Being a trainer, plenty of clients ask me “what are healthy foods?” Well, healthy foods are basically whole, not processed food items that give your body the vitamins and minerals it needs. Examples are fruits and vegetables, fish, all kinds of nuts, milk (if you wish to lose fat only once a week), whey and (green) beans.
However beans and vegetables aren’t particularly tasty. And who said there aren’t foods that are good for your health but also tasty? So here are my top 7 healthy but tasty foods:
1) Dark chocolate. Big surprise! Apart from the results on your mood, chocolates (high-cacao content) also offers results on your heart, circulatory system, brain function and skin. Of course you must eat it in moderation (max. a 1.6-ounce a day).
2) Coconuts. Those nuts are not only tasty but also extremely rich in selenium, potassium and healthy fat.
3) Blueberries. They taste good and are high in antioxidants and fiber.
4) Almonds. Almonds contain about 50% oils (mostly omega-9 fatty acids that are good for your brain). They are also rich in vitamin E, fiber and essential minerals. Try to eat them in place of chips and other snacks but restrain yourself if you can – they’ve plenty of calories.
5) Avocados. They may possibly not be to everyone’s taste, but they are high in vitamins (B, E, K), minerals, fiber and healthy fat. You can even create a guacamole (mashed avocados with garlic, onion, tomato, pepper, etc.).
6) Salmon. Salmon is high in omega-3 fatty acids, vitamins (D, A and B) and minerals like Selenium, Zinc, Phosphorus, Calcium and Iron. And it’s delicious.
7) Full-Fat Milk. Milk is not only tastes good but provides your body with calcium, magnesium, selenium and potassium as well as vitamin C, D, A, B and K. Moreover, based on fresh study women can slightly increase their fertility by consuming full fat milk products (consuming reduced fat milk products, on the other hand, may slightly reduce fertility). Athletes should give low-fat chocolate milk a try after workouts as studies show it’s better still for muscle recovery than special sports drinks.
You could have noticed a lot of the foods on my list are rich in fat. But it’s monounsaturated fat, the “good” fat, which could even lower LDL cholesterol in your body. The nice fat doesn’t really cause you to fat. Carbohydrates, especially a lot of sugar does. The foods stated earlier make you feel full whereas sugar makes you crave for more and thus consume more calories. Chinese food More important: carbohydrates generally speaking stop your body from burning fat. So if you wish to lose fat and don’t have the time to exercise, avoid carbohydrates.

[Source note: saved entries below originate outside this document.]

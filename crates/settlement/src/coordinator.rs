//! The payment coordinator.

use chrono::Utc;
use common::OrderId;
use domain::{DiscountPercent, OrderStatus, PaymentMethod};
use order_store::{OrderStore, OrderStoreExt};

use crate::error::SettlementError;
use crate::invoice::Invoice;

/// How many read-compute-commit cycles a single `mark_paid` call will run
/// before surfacing the conflict. Bounded on purpose: endless retries would
/// hide contention instead of reporting it.
const COMMIT_ATTEMPTS: u32 = 2;

/// The outcome of a `mark_paid` call.
#[derive(Debug, Clone, PartialEq, Eq)]
pub struct Settlement {
    pub invoice: Invoice,
    /// False when the order was already paid and the existing invoice was
    /// returned unchanged (the duplicate-click case).
    pub newly_settled: bool,
}

/// Orchestrates settlement: state validation, discount resolution, the
/// versioned commit, and invoice projection.
pub struct PaymentCoordinator<S> {
    store: S,
}

impl<S: OrderStore> PaymentCoordinator<S> {
    /// Creates a new coordinator over the given store.
    pub fn new(store: S) -> Self {
        Self { store }
    }

    /// Marks an order paid and returns its invoice.
    ///
    /// Idempotent: if the order is already paid, the existing invoice is
    /// re-projected from the stored snapshot and returned with
    /// `newly_settled = false`; nothing is committed a second time. The
    /// `is_paid` flag inside the versioned commit is the linearization
    /// point, so two racing cashiers produce exactly one settlement.
    ///
    /// A supplied `discount_override` replaces the order's stored discount
    /// for the final bill; the resolved value is committed onto the order so
    /// the invoice derivation stays self-contained.
    #[tracing::instrument(skip(self))]
    pub async fn mark_paid(
        &self,
        order_id: OrderId,
        payment_method: PaymentMethod,
        discount_override: Option<DiscountPercent>,
    ) -> Result<Settlement, SettlementError> {
        metrics::counter!("settlements_total").increment(1);
        let started = std::time::Instant::now();

        for attempt in 0..COMMIT_ATTEMPTS {
            let (order, version) = self.store.get(order_id).await?;

            if order.is_paid() {
                tracing::info!(%order_id, "order already paid, returning existing invoice");
                return Ok(Settlement {
                    invoice: Invoice::project(&order)?,
                    newly_settled: false,
                });
            }
            if order.status() == OrderStatus::Cancelled {
                return Err(SettlementError::InvalidState {
                    order_id,
                    status: order.status(),
                });
            }

            let resolved = discount_override.unwrap_or(order.discount_percent());
            let paid_at = Utc::now();

            match self
                .store
                .commit_with(order_id, version, move |order| {
                    order.settle(payment_method, resolved, paid_at)
                })
                .await
            {
                Ok((committed, _)) => {
                    metrics::histogram!("settlement_duration_seconds")
                        .record(started.elapsed().as_secs_f64());
                    tracing::info!(
                        %order_id,
                        method = %payment_method,
                        discount = %resolved,
                        "order settled"
                    );
                    return Ok(Settlement {
                        invoice: Invoice::project(&committed)?,
                        newly_settled: true,
                    });
                }
                Err(err) if err.is_retryable() && attempt + 1 < COMMIT_ATTEMPTS => {
                    metrics::counter!("settlement_conflicts_total").increment(1);
                    tracing::warn!(%order_id, attempt, "settlement commit conflicted, rereading");
                    continue;
                }
                Err(err) if err.is_retryable() => {
                    metrics::counter!("settlement_conflicts_total").increment(1);
                    return Err(SettlementError::Conflict(order_id));
                }
                Err(err) => return Err(err.into()),
            }
        }

        Err(SettlementError::Conflict(order_id))
    }
}

#[cfg(test)]
mod tests {
    use super::*;
    use chrono::Utc;
    use domain::{DiscountPercent, MenuItemId, Money, Order, OrderItem, TableId};
    use order_store::{InMemoryOrderStore, OrderStore};

    async fn seeded_store() -> (InMemoryOrderStore, OrderId) {
        let store = InMemoryOrderStore::new();
        let order = Order::new(
            OrderId::new(),
            TableId::new(),
            6,
            DiscountPercent::new(10).unwrap(),
            vec![OrderItem::new(
                MenuItemId::new(),
                "Mango Sticky Rice",
                2,
                Money::from_cents(10_000),
            )],
            Utc::now(),
        )
        .unwrap();
        let order_id = order.id();
        store.create(order).await.unwrap();
        (store, order_id)
    }

    #[tokio::test]
    async fn mark_paid_settles_and_projects_the_invoice() {
        let (store, order_id) = seeded_store().await;
        let coordinator = PaymentCoordinator::new(store.clone());

        let settlement = coordinator
            .mark_paid(order_id, PaymentMethod::Cash, None)
            .await
            .unwrap();

        assert!(settlement.newly_settled);
        assert_eq!(settlement.invoice.subtotal.cents(), 20_000);
        assert_eq!(settlement.invoice.discount_amount.cents(), 2_000);
        assert_eq!(settlement.invoice.total.cents(), 18_000);

        let (stored, _) = store.get(order_id).await.unwrap();
        assert!(stored.is_paid());
        assert_eq!(stored.payment_method(), Some(PaymentMethod::Cash));
    }

    #[tokio::test]
    async fn duplicate_mark_paid_returns_the_identical_invoice() {
        let (store, order_id) = seeded_store().await;
        let coordinator = PaymentCoordinator::new(store.clone());

        let first = coordinator
            .mark_paid(order_id, PaymentMethod::Cash, None)
            .await
            .unwrap();
        let (_, version_after_first) = store.get(order_id).await.unwrap();

        let second = coordinator
            .mark_paid(order_id, PaymentMethod::Cash, None)
            .await
            .unwrap();

        assert!(first.newly_settled);
        assert!(!second.newly_settled);
        assert_eq!(first.invoice, second.invoice);

        // No second state change happened.
        let (_, version_after_second) = store.get(order_id).await.unwrap();
        assert_eq!(version_after_first, version_after_second);
    }

    #[tokio::test]
    async fn duplicate_call_ignores_a_different_override() {
        let (store, order_id) = seeded_store().await;
        let coordinator = PaymentCoordinator::new(store);

        let first = coordinator
            .mark_paid(order_id, PaymentMethod::Cash, None)
            .await
            .unwrap();
        // The order is settled; a late click with another discount changes nothing.
        let second = coordinator
            .mark_paid(
                order_id,
                PaymentMethod::Card,
                Some(DiscountPercent::new(50).unwrap()),
            )
            .await
            .unwrap();

        assert_eq!(first.invoice, second.invoice);
        assert_eq!(second.invoice.payment_method, PaymentMethod::Cash);
    }

    #[tokio::test]
    async fn override_replaces_the_stored_discount() {
        let (store, order_id) = seeded_store().await;
        let coordinator = PaymentCoordinator::new(store);

        // Stored discount is 10%; the override is 25%, not 10% + 25%.
        let settlement = coordinator
            .mark_paid(
                order_id,
                PaymentMethod::Qr,
                Some(DiscountPercent::new(25).unwrap()),
            )
            .await
            .unwrap();

        assert_eq!(settlement.invoice.discount_percent.as_u8(), 25);
        assert_eq!(settlement.invoice.discount_amount.cents(), 5_000);
        assert_eq!(settlement.invoice.total.cents(), 15_000);
    }

    #[tokio::test]
    async fn cancelled_orders_cannot_be_paid() {
        let (store, order_id) = seeded_store().await;
        {
            use order_store::OrderStoreExt;
            let (_, v) = store.get(order_id).await.unwrap();
            store
                .commit_with(order_id, v, |o| o.transition(OrderStatus::Cancelled))
                .await
                .unwrap();
        }
        let coordinator = PaymentCoordinator::new(store);

        let result = coordinator
            .mark_paid(order_id, PaymentMethod::Cash, None)
            .await;
        assert!(matches!(
            result,
            Err(SettlementError::InvalidState {
                status: OrderStatus::Cancelled,
                ..
            })
        ));
    }

    #[tokio::test]
    async fn unknown_order_fails_not_found() {
        let coordinator = PaymentCoordinator::new(InMemoryOrderStore::new());
        let result = coordinator
            .mark_paid(OrderId::new(), PaymentMethod::Cash, None)
            .await;
        assert!(matches!(result, Err(SettlementError::NotFound(_))));
    }

    /// Store wrapper that fails the next N commits with a version conflict,
    /// as if another client kept winning the race.
    #[derive(Clone)]
    struct ContendedStore {
        inner: InMemoryOrderStore,
        forced_conflicts: std::sync::Arc<std::sync::atomic::AtomicU32>,
    }

    impl ContendedStore {
        fn new(inner: InMemoryOrderStore, conflicts: u32) -> Self {
            Self {
                inner,
                forced_conflicts: std::sync::Arc::new(std::sync::atomic::AtomicU32::new(
                    conflicts,
                )),
            }
        }
    }

    #[async_trait::async_trait]
    impl OrderStore for ContendedStore {
        async fn get(&self, order_id: OrderId) -> order_store::Result<(Order, order_store::Version)> {
            self.inner.get(order_id).await
        }

        async fn create(&self, order: Order) -> order_store::Result<(Order, order_store::Version)> {
            self.inner.create(order).await
        }

        async fn commit(
            &self,
            order_id: OrderId,
            expected: order_store::Version,
            mutation: order_store::MutationFn,
        ) -> order_store::Result<(Order, order_store::Version)> {
            use std::sync::atomic::Ordering;
            let left = self.forced_conflicts.load(Ordering::SeqCst);
            if left > 0 {
                self.forced_conflicts.store(left - 1, Ordering::SeqCst);
                return Err(order_store::StoreError::VersionConflict {
                    order_id,
                    expected,
                    actual: expected.next(),
                });
            }
            self.inner.commit(order_id, expected, mutation).await
        }

        async fn delete(
            &self,
            order_id: OrderId,
            expected: order_store::Version,
        ) -> order_store::Result<()> {
            self.inner.delete(order_id, expected).await
        }

        async fn list(&self) -> order_store::Result<Vec<(Order, order_store::Version)>> {
            self.inner.list().await
        }
    }

    #[tokio::test]
    async fn a_single_conflict_is_absorbed_by_the_retry() {
        let (store, order_id) = seeded_store().await;
        let coordinator = PaymentCoordinator::new(ContendedStore::new(store.clone(), 1));

        let settlement = coordinator
            .mark_paid(order_id, PaymentMethod::Card, None)
            .await
            .unwrap();
        assert!(settlement.newly_settled);

        let (stored, _) = store.get(order_id).await.unwrap();
        assert!(stored.is_paid());
    }

    #[tokio::test]
    async fn persistent_conflicts_surface_after_the_bounded_retry() {
        let (store, order_id) = seeded_store().await;
        let coordinator = PaymentCoordinator::new(ContendedStore::new(store.clone(), u32::MAX));

        let result = coordinator
            .mark_paid(order_id, PaymentMethod::Card, None)
            .await;
        assert!(matches!(result, Err(SettlementError::Conflict(id)) if id == order_id));

        // Nothing was committed.
        let (stored, _) = store.get(order_id).await.unwrap();
        assert!(!stored.is_paid());
    }
}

That’s why bananas are not on this list. Yes, bananas involve some vitamins and taste good, but in contrast to many fruits (for example apples) which contain fructose and glucose, bananas also contain sucrose (> carbohydrates), which is quite similar to table sugar. That’s reason why they affect your blood sugar almost like white bread or sugar does.
P.S. If you can’t stop eating toast and oatmeal for breakfast, try coffee with a small bit of butter (grass-fed, unsalted). It’s fat, but healthy fat and can make you forget all of the bad carbo-stuff. It might take getting used to initially, but it’s worth it!